I for one have always wondered where the expression originated.
Word and phrase origins are one of my interests, so when I chased this one down I thought I'd share it via blog. I found the answer on the website "Phrase finder".
Meaning:
Inform on someone to the police.
Origin:
In 2005, British newspapers picked up on a story about a burglar who had stolen cash, jewelery and an African Grey parrot from a house near Hungerford, Berkshire. David Carlile, widely described in the press as 'feather-brained', explained to the police that he knew that African Greys could talk and he didn't want the bird to 'grass him up'.
'Grassing up' has been a commonly used expression in the UK since the mid 20th century, but is less common elsewhere. The first known use of 'grass' in that context is Arthur Gardner's Tinker's Kitchen, 1932, which defined a grass as "an informer". Grass was a well-enough established word in the 1980s to have spawned 'supergrass', i.e. a republican sympathiser who later 'turned Queen's evidence' and informed on the IRA.
Informers are variously known as squealers, noses, moles, rats, snouts and stool pigeons. These terms invoke imagery of covert snooping around and of talking. Grass is less intuitive. It could just have arisen from 'snake in the grass', which derives from the writings of Virgil and has been known in English, meaning traitor, since the late 17th century.

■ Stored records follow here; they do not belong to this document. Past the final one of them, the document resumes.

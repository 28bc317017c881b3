// ============================================
// Headless Backend - Меши в памяти, запись draw-вызовов
// ============================================
// Без GPU: для утилит, диагностики и тестов.

use ultraviolet::Mat4;

use crate::error::TerrainError;
use crate::terrain::TerrainVertex;
use super::backend::{MeshAllocator, MeshRenderer, ModelRenderer};

/// Меш, хранящийся на CPU
#[derive(Debug, Clone)]
pub struct CpuMesh {
    pub label: String,
    pub vertices: Vec<TerrainVertex>,
    pub indices: Vec<u32>,
}

impl CpuMesh {
    pub fn num_tris(&self) -> usize {
        self.indices.len() / 3
    }
}

/// Аллокатор CPU мешей
#[derive(Debug, Default)]
pub struct CpuMeshAllocator {
    /// Сколько мешей выделено за всё время
    pub allocated: usize,
}

impl CpuMeshAllocator {
    pub fn new() -> Self {
        Self::default()
    }
}

impl MeshAllocator for CpuMeshAllocator {
    type Mesh = CpuMesh;

    fn create_mesh(
        &mut self,
        label: &str,
        vertices: &[TerrainVertex],
        indices: &[u32],
    ) -> Result<CpuMesh, TerrainError> {
        self.allocated += 1;
        Ok(CpuMesh {
            label: label.to_string(),
            vertices: vertices.to_vec(),
            indices: indices.to_vec(),
        })
    }
}

/// Записанный вызов отрисовки модели
#[derive(Debug, Clone)]
pub struct ModelDraw<A> {
    pub asset: A,
    pub world: Mat4,
}

/// Рендерер, который только запоминает, что его попросили нарисовать
#[derive(Debug)]
pub struct DrawRecorder<A> {
    pub meshes: Vec<String>,
    pub triangles: usize,
    pub models: Vec<ModelDraw<A>>,
}

impl<A> DrawRecorder<A> {
    pub fn new() -> Self {
        Self {
            meshes: Vec::new(),
            triangles: 0,
            models: Vec::new(),
        }
    }

    /// Очистить перед новым кадром
    pub fn clear(&mut self) {
        self.meshes.clear();
        self.triangles = 0;
        self.models.clear();
    }
}

impl<A> Default for DrawRecorder<A> {
    fn default() -> Self {
        Self::new()
    }
}

impl<A> MeshRenderer<CpuMesh> for DrawRecorder<A> {
    fn draw_mesh(&mut self, mesh: &CpuMesh) {
        self.meshes.push(mesh.label.clone());
        self.triangles += mesh.num_tris();
    }
}

impl<A: Clone> ModelRenderer<A> for DrawRecorder<A> {
    fn draw_model(&mut self, asset: &A, world: Mat4, _view: &Mat4, _projection: &Mat4) {
        self.models.push(ModelDraw {
            asset: asset.clone(),
            world,
        });
    }
}
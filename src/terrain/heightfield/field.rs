// ============================================
// Height Field - Плотная сетка высот
// ============================================
// Источник высот для квадродерева:
// - сырой float массив
// - упакованный растр (один канал * масштаб)
// - картинка с диска через `image`

use std::path::Path;

use crate::error::TerrainError;

/// Масштаб канала heightmap по умолчанию
pub const DEFAULT_HEIGHT_SCALE: f32 = 2.5;

/// Сетка высот width x height, хранится построчно
#[derive(Debug, Clone, PartialEq)]
pub struct HeightField {
    width: usize,
    height: usize,
    samples: Vec<f32>,
}

impl HeightField {
    /// Создать из готового массива (row-major)
    pub fn new(width: usize, height: usize, samples: Vec<f32>) -> Result<Self, TerrainError> {
        if samples.len() != width * height {
            return Err(TerrainError::Format {
                width,
                height,
                actual: samples.len(),
            });
        }
        Ok(Self { width, height, samples })
    }

    /// Заполнить сетку функцией f(x, y)
    pub fn from_fn<F>(width: usize, height: usize, mut f: F) -> Self
    where
        F: FnMut(usize, usize) -> f32,
    {
        let mut samples = Vec::with_capacity(width * height);
        for y in 0..height {
            for x in 0..width {
                samples.push(f(x, y));
            }
        }
        Self { width, height, samples }
    }

    /// Декодировать упакованный растр: берём младший байт каждого пикселя
    /// (первый канал) и умножаем на `scale`
    pub fn decode(width: usize, height: usize, pixels: &[u32], scale: f32) -> Result<Self, TerrainError> {
        if pixels.len() != width * height {
            return Err(TerrainError::Format {
                width,
                height,
                actual: pixels.len(),
            });
        }

        let samples = pixels
            .iter()
            .map(|&pixel| (pixel & 0x0000_00FF) as f32 * scale)
            .collect();

        Ok(Self { width, height, samples })
    }

    /// Загрузить heightmap картинку
    pub fn load_image<P: AsRef<Path>>(path: P, scale: f32) -> Result<Self, TerrainError> {
        let image = image::open(path.as_ref())?.to_rgba8();
        let (width, height) = image.dimensions();

        // RGBA -> u32 little-endian, так что R оказывается в младшем байте
        let pixels: Vec<u32> = image.pixels().map(|p| u32::from_le_bytes(p.0)).collect();

        log::debug!(
            "Loaded heightmap {:?}: {}x{}",
            path.as_ref(),
            width,
            height
        );
        Self::decode(width as usize, height as usize, &pixels, scale)
    }

    #[inline]
    pub fn width(&self) -> usize {
        self.width
    }

    #[inline]
    pub fn height(&self) -> usize {
        self.height
    }

    /// Высота сэмпла (x - столбец, y - строка)
    #[inline]
    pub fn get(&self, x: usize, y: usize) -> f32 {
        self.samples[y * self.width + x]
    }

    pub fn samples(&self) -> &[f32] {
        &self.samples
    }

    /// (min, max) по всем сэмплам, None для пустого поля
    pub fn min_max(&self) -> Option<(f32, f32)> {
        let mut iter = self.samples.iter().copied();
        let first = iter.next()?;
        Some(iter.fold((first, first), |(lo, hi), h| (lo.min(h), hi.max(h))))
    }
}

#[cfg(test)]
mod tests {
    use super::*;

    #[test]
    fn test_decode_uses_first_channel() {
        // 0xAABBGGRR: только RR идёт в высоту
        let pixels = [0xFF00_0000, 0xFF12_3404, 0x0000_00FF, 0xFFFF_FF10];
        let field = HeightField::decode(2, 2, &pixels, DEFAULT_HEIGHT_SCALE).unwrap();

        assert_eq!(field.get(0, 0), 0.0);
        assert_eq!(field.get(1, 0), 4.0 * 2.5);
        assert_eq!(field.get(0, 1), 255.0 * 2.5);
        assert_eq!(field.get(1, 1), 16.0 * 2.5);
    }

    #[test]
    fn test_decode_rejects_size_mismatch() {
        let err = HeightField::decode(3, 3, &[0; 8], 1.0).unwrap_err();
        assert!(matches!(
            err,
            TerrainError::Format { width: 3, height: 3, actual: 8 }
        ));
    }

    #[test]
    fn test_row_major_layout() {
        let field = HeightField::from_fn(3, 2, |x, y| (y * 10 + x) as f32);

        assert_eq!(field.get(2, 0), 2.0);
        assert_eq!(field.get(0, 1), 10.0);
        assert_eq!(field.samples().len(), 6);
        assert_eq!(field.min_max(), Some((0.0, 12.0)));
    }

    #[test]
    fn test_load_image_roundtrip() {
        let path = std::env::temp_dir().join("quadterrain_heightmap_test.png");
        let mut img = image::RgbaImage::new(2, 2);
        img.put_pixel(0, 0, image::Rgba([8, 0, 0, 255]));
        img.put_pixel(1, 0, image::Rgba([16, 99, 99, 255]));
        img.put_pixel(0, 1, image::Rgba([0, 0, 0, 255]));
        img.put_pixel(1, 1, image::Rgba([200, 0, 0, 0]));
        img.save(&path).unwrap();

        let field = HeightField::load_image(&path, 0.5).unwrap();

        assert_eq!(field.width(), 2);
        assert_eq!(field.height(), 2);
        assert_eq!(field.get(0, 0), 4.0);
        assert_eq!(field.get(1, 0), 8.0);
        assert_eq!(field.get(1, 1), 100.0);

        std::fs::remove_file(&path).ok();
    }
}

There is another route to the word and this is via rhyming slang. Farmer and Henley's 1893 Dictionary of Slang defines 'grasshopper' as 'copper', i.e. policeman. The theory is that a 'grass' is someone who works for the police and so has become a surrogate 'copper'. The rhyming slang link was certainly believed in 1950 by the lexicographer Paul Tempest, when he wrote Lag's lexicon: a comprehensive dictionary and encyclopaedia of the English prison to-day:
"Grasser. One who gives information. A 'squealer’ or ‘squeaker'. The origin derives from rhyming slang: grasshopper - copper; a 'grass' or 'grasser' tells the 'copper' or policeman."
That comes only a few years after the term grass was coined and there seems little reason to doubt it as the derivation. The original users of the term 'grass up' were from the London underworld and would have certainly been better acquainted with rhyming slang than the works of Virgil.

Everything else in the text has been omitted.